The central bank of Singapore is making a move to put digital currency exchanges under its oversight.
The Monetary Authority of Singapore (MAS) is reportedly proposing a new regulatory framework for payments providers, including digital currency exchanges, in the city state, according to CoinDesk.
Under the proposal, payment activities will be divided into several categories and companies involved in payment services will be required to obtain a license from the central bank. Digital currency exchanges in the country, like CoinHako, Coinbase and Quoine, will be covered by a provision that oversees start-ups providing “money transmission and conversion services.”
“Regulation will be applied on an activity basis, and entities will only be required to apply for a single license to undertake several payment activities,” MAS said in a statement. “The proposed framework aims to strengthen standards of consumer protection, anti-money laundering, and cyber security related to payment activities, while facilitating innovation and system interoperability.”

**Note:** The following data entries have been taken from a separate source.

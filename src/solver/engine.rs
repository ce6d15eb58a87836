use std::{
    collections::HashMap,
    time::{Duration, Instant},
};

use rand::Rng;
use rand_chacha::ChaCha8Rng;
use rand_core::SeedableRng;
use serde::Serialize;
use tracing::{debug, trace};

use crate::{
    error::{Result, SolverError},
    solver::{
        checker::ConsistencyChecker,
        domain::DomainStore,
        predicate::{Predicate, SharedPredicate, SharedUnaryPredicate},
        scope::Scope,
        selector,
        stats::SolveStats,
        table::ConstraintTable,
        value::DomainValue,
        work_list::WorkList,
    },
};

/// Variables are dense indices into the domain store.
pub type VariableId = usize;

/// Engine lifecycle state. `Running` until the worklist either produces an
/// empty domain or drains; the other three are terminal for this instance.
#[derive(Debug, Clone, Copy, PartialEq, Eq, Serialize)]
pub enum Status {
    /// Worklist items remain; keep stepping.
    Running,
    /// Some domain emptied, or the final assignment violates a constraint:
    /// the problem has no solution at any propagation strength.
    Invalid,
    /// The worklist drained with at least one domain still ambiguous.
    /// Propagation at the current strength cannot decide the problem; the
    /// recovery is escalation.
    TooWeak,
    /// Every domain is a singleton and the assignment satisfies every
    /// registered constraint.
    Finished,
}

impl Status {
    pub fn is_terminal(&self) -> bool {
        !matches!(self, Status::Running)
    }
}

/// A PC0-k propagation engine.
///
/// One instance owns its domains, constraint table, worklist and random
/// source. Each [`Engine::step`] pops one scope uniformly at random, runs a
/// joint consistency check rooted there (the root constraint plus up to
/// `max_paths` overlapping constraints), and requeues every scope touching
/// the root variable when its domain shrank. `max_paths = 0` is classical
/// arc consistency; higher values buy pruning strength at combinatorial cost.
///
/// Instances are disposable: raising `max_paths` means building a new engine
/// over the already-pruned domains via [`Engine::escalate`], because the
/// checker's overlay and the registered-scope bookkeeping are sized to one
/// constraint set at construction.
pub struct Engine<V: DomainValue, R: Rng = ChaCha8Rng> {
    max_paths: usize,
    domains: DomainStore<V>,
    table: ConstraintTable<V>,
    work_list: WorkList,
    checker: ConsistencyChecker<V>,
    unary_filters: HashMap<VariableId, SharedUnaryPredicate<V>>,
    /// The registrations as handed in, untouched by the singleton-root
    /// optimization. Escalation and the final verification sweep read these.
    constraints: Vec<(Scope, SharedPredicate<V>)>,
    status: Status,
    stats: SolveStats,
    rng: R,
}

impl<V: DomainValue> Engine<V, ChaCha8Rng> {
    /// Builds an engine with an entropy-seeded generator.
    pub fn new(
        max_paths: usize,
        domains: Vec<Vec<V>>,
        unary_filters: HashMap<VariableId, SharedUnaryPredicate<V>>,
        constraints: Vec<(Scope, SharedPredicate<V>)>,
    ) -> Result<Self> {
        Self::with_rng(
            max_paths,
            domains,
            unary_filters,
            constraints,
            ChaCha8Rng::from_entropy(),
        )
    }

    /// Builds an engine with a reproducible generator. Runs with the same
    /// seed and inputs take identical steps.
    pub fn seeded(
        max_paths: usize,
        domains: Vec<Vec<V>>,
        unary_filters: HashMap<VariableId, SharedUnaryPredicate<V>>,
        constraints: Vec<(Scope, SharedPredicate<V>)>,
        seed: u64,
    ) -> Result<Self> {
        Self::with_rng(
            max_paths,
            domains,
            unary_filters,
            constraints,
            ChaCha8Rng::seed_from_u64(seed),
        )
    }
}

impl<V: DomainValue, R: Rng> Engine<V, R> {
    /// Builds an engine around a caller-supplied generator.
    ///
    /// Fails fast on structurally malformed input: an empty scope, a scope or
    /// unary filter referencing a variable outside `0..domains.len()`, or the
    /// same scope ordering registered twice. Setup applies the unary filters
    /// and queues every scope once per member variable (the worklist absorbs
    /// the multiplicity).
    pub fn with_rng(
        max_paths: usize,
        domains: Vec<Vec<V>>,
        unary_filters: HashMap<VariableId, SharedUnaryPredicate<V>>,
        constraints: Vec<(Scope, SharedPredicate<V>)>,
        rng: R,
    ) -> Result<Self> {
        let variable_count = domains.len();

        for (scope, _) in &constraints {
            if scope.is_empty() {
                return Err(SolverError::EmptyScope.into());
            }
            for &variable in scope.variables() {
                if variable >= variable_count {
                    return Err(SolverError::ScopeVariableOutOfRange {
                        scope: scope.to_string(),
                        variable,
                        variable_count,
                    }
                    .into());
                }
            }
        }
        for &variable in unary_filters.keys() {
            if variable >= variable_count {
                return Err(SolverError::FilterVariableOutOfRange {
                    variable,
                    variable_count,
                }
                .into());
            }
        }

        let mut domains = DomainStore::new(domains);
        for (&variable, filter) in &unary_filters {
            domains.retain(variable, filter.as_ref());
        }

        let mut table = ConstraintTable::new();
        for (scope, predicate) in &constraints {
            table.insert(scope.clone(), predicate.clone())?;
        }

        let mut work_list = WorkList::new();
        for variable in 0..variable_count {
            for scope in table.scopes_containing(variable) {
                work_list.push(scope);
            }
        }

        Ok(Self {
            max_paths,
            checker: ConsistencyChecker::new(variable_count),
            domains,
            table,
            work_list,
            unary_filters,
            constraints,
            status: Status::Running,
            stats: SolveStats::default(),
            rng,
        })
    }

    /// The propagation strength: how many extra overlapping constraints each
    /// check examines jointly with the root constraint.
    pub fn max_paths(&self) -> usize {
        self.max_paths
    }

    pub fn status(&self) -> Status {
        self.status
    }

    pub fn stats(&self) -> &SolveStats {
        &self.stats
    }

    pub fn variable_count(&self) -> usize {
        self.domains.variable_count()
    }

    /// Read-only view of one variable's current domain.
    pub fn domain(&self, variable: VariableId) -> &im::Vector<V> {
        self.domains.domain(variable)
    }

    /// A structural-sharing snapshot of every domain, safe to hold across
    /// steps.
    pub fn current_domains(&self) -> Vec<im::Vector<V>> {
        self.domains.snapshot()
    }

    /// Advances one worklist item and reports the post-step state. Calling
    /// this in a terminal state is a no-op returning that state.
    pub fn step(&mut self) -> Status {
        if self.status.is_terminal() {
            return self.status;
        }

        let Some(working) = self.work_list.pop_random(&mut self.rng) else {
            self.status = self.exhausted_status();
            debug!(status = ?self.status, "worklist exhausted");
            return self.status;
        };
        self.stats.steps += 1;
        trace!(scope = %working, pending = self.work_list.len(), "processing scope");

        let root = working.root();

        let mut joint = Vec::with_capacity(self.max_paths + 1);
        joint.push(working.clone());
        joint.extend(selector::select_overlapping(
            &working,
            &self.table,
            self.max_paths,
            &mut self.rng,
        ));

        let before = self.domains.len_of(root);
        let started = Instant::now();
        let changed = self.checker.reduce(&joint, &mut self.domains, &self.table);
        self.record_check(&working, before, started.elapsed());

        if changed {
            debug!(
                scope = %working,
                removed = before - self.domains.len_of(root),
                remaining = self.domains.len_of(root),
                "pruned root domain"
            );
            if self.domains.len_of(root) == 0 {
                self.status = Status::Invalid;
                return self.status;
            }
            for scope in self.table.scopes_containing(root) {
                if scope != working {
                    self.work_list.push(scope);
                }
            }
        }

        // Scopes rooted at a solved variable can never prune again. Entries
        // for them already queued go stale, which is harmless: their root is
        // a singleton and the checker skips singleton roots.
        if self.domains.len_of(root) == 1 {
            self.table.drop_rooted_at(root);
        }

        if self.work_list.is_empty() {
            self.status = self.exhausted_status();
            debug!(status = ?self.status, "worklist exhausted");
        }
        self.status
    }

    /// Loops [`Engine::step`] until a terminal state.
    pub fn run_to_completion(&mut self) -> Status {
        while !self.step().is_terminal() {}
        self.status
    }

    /// Rebuilds at `max_paths + 1` over the current (already-pruned) domains
    /// and the original constraint set, carrying the generator state along.
    pub fn escalate(self) -> Result<Self> {
        let Self {
            max_paths,
            domains,
            unary_filters,
            constraints,
            rng,
            ..
        } = self;
        let raw = domains
            .snapshot()
            .into_iter()
            .map(|domain| domain.into_iter().collect())
            .collect();
        Self::with_rng(max_paths + 1, raw, unary_filters, constraints, rng)
    }

    /// Runs to completion, escalating on `TooWeak` until `Finished`,
    /// `Invalid`, or the strength ceiling is reached. Returns the final
    /// status together with the last engine instance so the caller can read
    /// the converged domains.
    pub fn run_with_escalation(mut self, max_paths_ceiling: usize) -> Result<(Status, Self)> {
        loop {
            let status = self.run_to_completion();
            if status != Status::TooWeak || self.max_paths >= max_paths_ceiling {
                return Ok((status, self));
            }
            debug!(max_paths = self.max_paths + 1, "escalating propagation strength");
            self = self.escalate()?;
        }
    }

    /// Classifies a drained worklist. The verification sweep over the
    /// original registrations catches assignments that quiesced with every
    /// root a singleton yet violate a constraint, which per-root checks skip
    /// by design of the singleton early-out.
    fn exhausted_status(&self) -> Status {
        if self.domains.any_empty() {
            return Status::Invalid;
        }
        if !self.domains.all_singletons() {
            return Status::TooWeak;
        }
        for (scope, predicate) in &self.constraints {
            let assignment: Vec<V> = scope
                .variables()
                .iter()
                .map(|&variable| {
                    self.domains
                        .singleton(variable)
                        .expect("all domains are singletons")
                        .clone()
                })
                .collect();
            if !predicate.satisfied(&assignment) {
                return Status::Invalid;
            }
        }
        Status::Finished
    }

    fn record_check(&mut self, scope: &Scope, before: usize, elapsed: Duration) {
        self.stats.checks += 1;
        let pruned = (before - self.domains.len_of(scope.root())) as u64;
        self.stats.prunings += pruned;
        let family = self.stats.family_stats.entry(scope.family()).or_default();
        if family.label.is_empty() {
            if let Some(label) = scope.label() {
                family.label = label.to_string();
            }
        }
        family.checks += 1;
        family.prunings += pruned;
        family.time_spent_micros += elapsed.as_micros() as u64;
    }
}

The central bank also proposed the creation of a “National Payments Council,” which would coordinate key initiatives like promoting interoperability and adopting common standards. Members of the council will be drawn from among users and providers of payment solutions.
The government wants to put Singapore on the map as a smart financial center that leverages fintech to transform financial services, among other things, in the country. MAS managing director Ravi Menon said in a keynote speech early this year that blockchains and distributed ledger systems are potentially the most transformative innovation in fintech—at least until artificial intelligence comes.
“Unregulated fintech companies are now providing many financial services. They will challenge traditional financial institutions, disrupt and even displace some of them but will not replace them,” Menon said at the time.
Current bitcoin price and trade volume
The price of popular digital currency bitcoin dropped again on Tuesday, trading at $575 per bitcoin with a market cap of close to $9.11 billion and trade volume of more than $13 million.